PROBLEM >>
Your answer should hold every line of the records below that contains the string "PluginPackage".

DATA SHOWN >>
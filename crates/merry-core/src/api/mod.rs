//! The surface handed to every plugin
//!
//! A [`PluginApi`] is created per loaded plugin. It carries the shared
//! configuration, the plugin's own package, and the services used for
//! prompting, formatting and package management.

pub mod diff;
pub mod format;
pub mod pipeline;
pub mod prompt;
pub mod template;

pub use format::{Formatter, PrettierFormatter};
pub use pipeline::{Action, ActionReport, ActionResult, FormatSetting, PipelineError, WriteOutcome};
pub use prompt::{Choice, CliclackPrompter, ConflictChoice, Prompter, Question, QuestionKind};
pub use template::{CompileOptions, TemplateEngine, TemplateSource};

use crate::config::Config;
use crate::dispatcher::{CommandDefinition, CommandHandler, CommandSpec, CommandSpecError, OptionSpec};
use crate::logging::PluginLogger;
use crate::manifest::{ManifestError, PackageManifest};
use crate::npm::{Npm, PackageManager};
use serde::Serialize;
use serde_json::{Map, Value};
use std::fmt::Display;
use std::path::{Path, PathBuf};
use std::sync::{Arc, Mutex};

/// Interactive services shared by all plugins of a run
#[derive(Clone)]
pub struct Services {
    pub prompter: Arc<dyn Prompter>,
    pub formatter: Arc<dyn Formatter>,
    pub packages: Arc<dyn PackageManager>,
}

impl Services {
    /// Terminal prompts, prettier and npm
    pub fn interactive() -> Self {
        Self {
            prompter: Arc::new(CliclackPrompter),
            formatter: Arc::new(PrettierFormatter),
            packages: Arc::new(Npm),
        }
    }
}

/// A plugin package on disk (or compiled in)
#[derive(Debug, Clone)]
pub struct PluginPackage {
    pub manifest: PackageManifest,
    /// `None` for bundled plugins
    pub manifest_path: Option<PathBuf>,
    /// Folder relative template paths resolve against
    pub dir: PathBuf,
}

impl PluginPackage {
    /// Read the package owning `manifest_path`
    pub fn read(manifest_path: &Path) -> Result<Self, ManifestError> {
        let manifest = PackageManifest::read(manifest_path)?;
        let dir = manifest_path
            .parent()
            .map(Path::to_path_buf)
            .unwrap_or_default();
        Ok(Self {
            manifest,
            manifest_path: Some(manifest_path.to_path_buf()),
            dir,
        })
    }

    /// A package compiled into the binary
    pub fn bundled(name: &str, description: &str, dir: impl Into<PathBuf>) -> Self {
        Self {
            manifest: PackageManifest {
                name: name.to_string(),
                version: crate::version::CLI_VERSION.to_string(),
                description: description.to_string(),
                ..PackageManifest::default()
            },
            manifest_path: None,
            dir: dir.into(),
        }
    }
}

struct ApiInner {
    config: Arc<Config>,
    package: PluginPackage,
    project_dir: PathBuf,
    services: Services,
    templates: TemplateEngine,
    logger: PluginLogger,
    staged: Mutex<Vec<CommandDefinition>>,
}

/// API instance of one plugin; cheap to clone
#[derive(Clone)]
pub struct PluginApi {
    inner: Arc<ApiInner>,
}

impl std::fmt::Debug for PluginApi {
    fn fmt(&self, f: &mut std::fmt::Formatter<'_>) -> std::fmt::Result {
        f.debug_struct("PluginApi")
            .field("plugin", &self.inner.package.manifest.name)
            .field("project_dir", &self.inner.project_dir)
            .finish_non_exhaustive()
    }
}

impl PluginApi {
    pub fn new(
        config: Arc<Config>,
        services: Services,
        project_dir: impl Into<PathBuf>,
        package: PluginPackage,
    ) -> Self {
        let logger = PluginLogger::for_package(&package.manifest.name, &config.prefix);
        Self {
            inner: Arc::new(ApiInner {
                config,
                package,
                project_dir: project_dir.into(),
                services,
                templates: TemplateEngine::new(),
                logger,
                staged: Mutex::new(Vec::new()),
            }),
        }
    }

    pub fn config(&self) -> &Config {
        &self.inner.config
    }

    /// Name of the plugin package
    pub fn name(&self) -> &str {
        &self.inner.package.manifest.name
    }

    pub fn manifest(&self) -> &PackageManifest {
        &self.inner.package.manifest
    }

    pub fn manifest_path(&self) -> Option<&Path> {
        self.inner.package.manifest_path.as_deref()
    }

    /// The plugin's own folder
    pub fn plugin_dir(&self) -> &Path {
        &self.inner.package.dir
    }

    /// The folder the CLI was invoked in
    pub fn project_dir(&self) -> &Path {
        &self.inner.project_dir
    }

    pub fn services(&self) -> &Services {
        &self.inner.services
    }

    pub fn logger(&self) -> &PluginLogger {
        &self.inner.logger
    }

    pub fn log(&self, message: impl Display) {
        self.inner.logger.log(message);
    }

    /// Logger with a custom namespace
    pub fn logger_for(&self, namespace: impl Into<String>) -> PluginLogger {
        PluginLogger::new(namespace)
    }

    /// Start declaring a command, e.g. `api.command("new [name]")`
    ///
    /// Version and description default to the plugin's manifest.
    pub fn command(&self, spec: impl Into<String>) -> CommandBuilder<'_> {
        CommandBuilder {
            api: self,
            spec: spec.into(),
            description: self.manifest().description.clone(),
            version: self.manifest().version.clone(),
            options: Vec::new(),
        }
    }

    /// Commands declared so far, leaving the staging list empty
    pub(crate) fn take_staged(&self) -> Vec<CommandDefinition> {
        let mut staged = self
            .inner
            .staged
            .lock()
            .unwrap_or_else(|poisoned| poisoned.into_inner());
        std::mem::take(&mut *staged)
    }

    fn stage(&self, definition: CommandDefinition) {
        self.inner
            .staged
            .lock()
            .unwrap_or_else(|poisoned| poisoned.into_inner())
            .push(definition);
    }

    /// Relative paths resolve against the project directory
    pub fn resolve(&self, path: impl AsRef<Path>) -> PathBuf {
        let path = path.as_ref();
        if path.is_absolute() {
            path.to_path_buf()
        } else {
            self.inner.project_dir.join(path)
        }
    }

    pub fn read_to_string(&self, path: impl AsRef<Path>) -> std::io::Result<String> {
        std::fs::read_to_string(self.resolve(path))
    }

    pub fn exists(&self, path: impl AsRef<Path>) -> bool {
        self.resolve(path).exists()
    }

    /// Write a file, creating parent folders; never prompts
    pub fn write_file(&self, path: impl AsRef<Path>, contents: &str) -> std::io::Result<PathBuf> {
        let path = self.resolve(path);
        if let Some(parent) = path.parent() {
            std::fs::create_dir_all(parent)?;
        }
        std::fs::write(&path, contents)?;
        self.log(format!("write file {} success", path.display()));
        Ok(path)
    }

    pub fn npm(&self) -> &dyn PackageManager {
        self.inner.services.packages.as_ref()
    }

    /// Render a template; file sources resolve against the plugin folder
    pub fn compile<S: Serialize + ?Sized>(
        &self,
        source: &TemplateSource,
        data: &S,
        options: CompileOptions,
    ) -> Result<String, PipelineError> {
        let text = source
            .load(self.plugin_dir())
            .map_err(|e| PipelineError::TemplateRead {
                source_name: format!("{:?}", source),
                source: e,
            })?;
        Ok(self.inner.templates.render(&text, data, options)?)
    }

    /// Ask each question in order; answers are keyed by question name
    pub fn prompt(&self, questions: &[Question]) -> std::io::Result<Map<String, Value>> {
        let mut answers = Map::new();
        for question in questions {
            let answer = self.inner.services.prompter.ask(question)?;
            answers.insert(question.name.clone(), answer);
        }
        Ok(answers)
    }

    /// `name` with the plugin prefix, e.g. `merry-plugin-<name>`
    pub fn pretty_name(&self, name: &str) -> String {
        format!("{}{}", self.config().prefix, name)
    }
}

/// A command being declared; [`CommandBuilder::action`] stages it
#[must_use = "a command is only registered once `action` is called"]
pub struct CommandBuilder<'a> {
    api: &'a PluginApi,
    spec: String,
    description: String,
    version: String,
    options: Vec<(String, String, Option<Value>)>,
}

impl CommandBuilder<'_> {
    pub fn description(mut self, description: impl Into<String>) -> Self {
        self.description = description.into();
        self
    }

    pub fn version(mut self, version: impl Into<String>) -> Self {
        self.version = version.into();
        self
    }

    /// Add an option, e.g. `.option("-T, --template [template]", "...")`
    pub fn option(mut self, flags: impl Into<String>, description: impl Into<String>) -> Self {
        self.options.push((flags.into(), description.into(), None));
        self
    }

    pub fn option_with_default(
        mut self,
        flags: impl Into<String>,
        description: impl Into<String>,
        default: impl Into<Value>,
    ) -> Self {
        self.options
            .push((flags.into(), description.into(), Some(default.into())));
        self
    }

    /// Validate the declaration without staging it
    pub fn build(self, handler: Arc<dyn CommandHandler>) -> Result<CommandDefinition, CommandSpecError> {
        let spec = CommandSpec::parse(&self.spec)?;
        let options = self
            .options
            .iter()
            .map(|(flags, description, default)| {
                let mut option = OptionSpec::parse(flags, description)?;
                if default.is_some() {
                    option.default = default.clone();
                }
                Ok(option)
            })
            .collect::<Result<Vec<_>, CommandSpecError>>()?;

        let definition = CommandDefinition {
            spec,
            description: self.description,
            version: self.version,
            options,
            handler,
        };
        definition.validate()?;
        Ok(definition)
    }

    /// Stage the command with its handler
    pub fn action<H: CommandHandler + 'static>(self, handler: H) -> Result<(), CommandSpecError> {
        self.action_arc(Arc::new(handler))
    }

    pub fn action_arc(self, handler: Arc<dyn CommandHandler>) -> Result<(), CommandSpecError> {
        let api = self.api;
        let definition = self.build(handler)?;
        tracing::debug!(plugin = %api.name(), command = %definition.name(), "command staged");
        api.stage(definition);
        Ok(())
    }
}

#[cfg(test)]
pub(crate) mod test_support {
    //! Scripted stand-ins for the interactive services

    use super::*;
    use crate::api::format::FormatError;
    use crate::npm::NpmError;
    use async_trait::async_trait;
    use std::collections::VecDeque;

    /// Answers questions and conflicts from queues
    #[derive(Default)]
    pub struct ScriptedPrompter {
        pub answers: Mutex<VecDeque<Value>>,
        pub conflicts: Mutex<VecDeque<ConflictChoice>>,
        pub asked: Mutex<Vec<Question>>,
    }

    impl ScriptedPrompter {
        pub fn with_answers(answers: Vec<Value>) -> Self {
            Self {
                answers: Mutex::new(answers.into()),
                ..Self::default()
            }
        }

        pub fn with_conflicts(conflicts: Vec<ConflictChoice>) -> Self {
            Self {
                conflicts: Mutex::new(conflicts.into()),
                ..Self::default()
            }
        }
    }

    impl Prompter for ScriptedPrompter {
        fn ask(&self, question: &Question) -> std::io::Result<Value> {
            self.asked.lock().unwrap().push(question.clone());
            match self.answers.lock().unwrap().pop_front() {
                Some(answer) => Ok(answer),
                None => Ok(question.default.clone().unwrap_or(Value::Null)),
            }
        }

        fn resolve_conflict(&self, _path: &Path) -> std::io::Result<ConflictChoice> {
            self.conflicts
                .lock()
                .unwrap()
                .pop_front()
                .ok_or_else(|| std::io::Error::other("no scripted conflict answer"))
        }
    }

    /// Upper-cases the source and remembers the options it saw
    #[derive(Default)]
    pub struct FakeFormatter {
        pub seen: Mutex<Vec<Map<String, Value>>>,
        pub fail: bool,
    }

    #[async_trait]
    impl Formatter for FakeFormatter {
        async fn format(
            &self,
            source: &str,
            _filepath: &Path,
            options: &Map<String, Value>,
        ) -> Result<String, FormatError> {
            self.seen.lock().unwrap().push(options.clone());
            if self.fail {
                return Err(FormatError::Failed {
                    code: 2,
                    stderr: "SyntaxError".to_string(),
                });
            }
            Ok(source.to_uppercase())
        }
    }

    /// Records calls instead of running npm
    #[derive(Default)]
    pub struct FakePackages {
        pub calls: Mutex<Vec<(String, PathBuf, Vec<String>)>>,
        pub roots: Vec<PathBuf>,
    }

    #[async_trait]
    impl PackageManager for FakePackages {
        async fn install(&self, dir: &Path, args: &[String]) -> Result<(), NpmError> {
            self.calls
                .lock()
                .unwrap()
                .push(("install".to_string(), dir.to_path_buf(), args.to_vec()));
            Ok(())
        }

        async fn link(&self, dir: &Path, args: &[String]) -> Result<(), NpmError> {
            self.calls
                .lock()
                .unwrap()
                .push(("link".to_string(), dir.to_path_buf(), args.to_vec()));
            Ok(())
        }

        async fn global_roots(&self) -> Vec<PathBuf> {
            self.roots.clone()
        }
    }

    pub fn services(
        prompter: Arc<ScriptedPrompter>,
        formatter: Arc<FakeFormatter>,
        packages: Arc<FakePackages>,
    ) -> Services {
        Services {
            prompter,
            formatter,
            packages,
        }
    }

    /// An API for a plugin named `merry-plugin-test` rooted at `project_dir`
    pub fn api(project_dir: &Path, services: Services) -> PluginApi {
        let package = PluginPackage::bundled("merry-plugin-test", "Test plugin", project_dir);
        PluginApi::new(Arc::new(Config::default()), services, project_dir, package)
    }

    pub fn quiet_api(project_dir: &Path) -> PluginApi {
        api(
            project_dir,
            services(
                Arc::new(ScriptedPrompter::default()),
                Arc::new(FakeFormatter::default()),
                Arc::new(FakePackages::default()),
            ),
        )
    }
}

YOUR SOLUTION >>
pub struct PluginPackage {
impl PluginPackage {
    package: PluginPackage,
        package: PluginPackage,
        let package = PluginPackage::bundled("merry-plugin-test", "Test plugin", project_dir);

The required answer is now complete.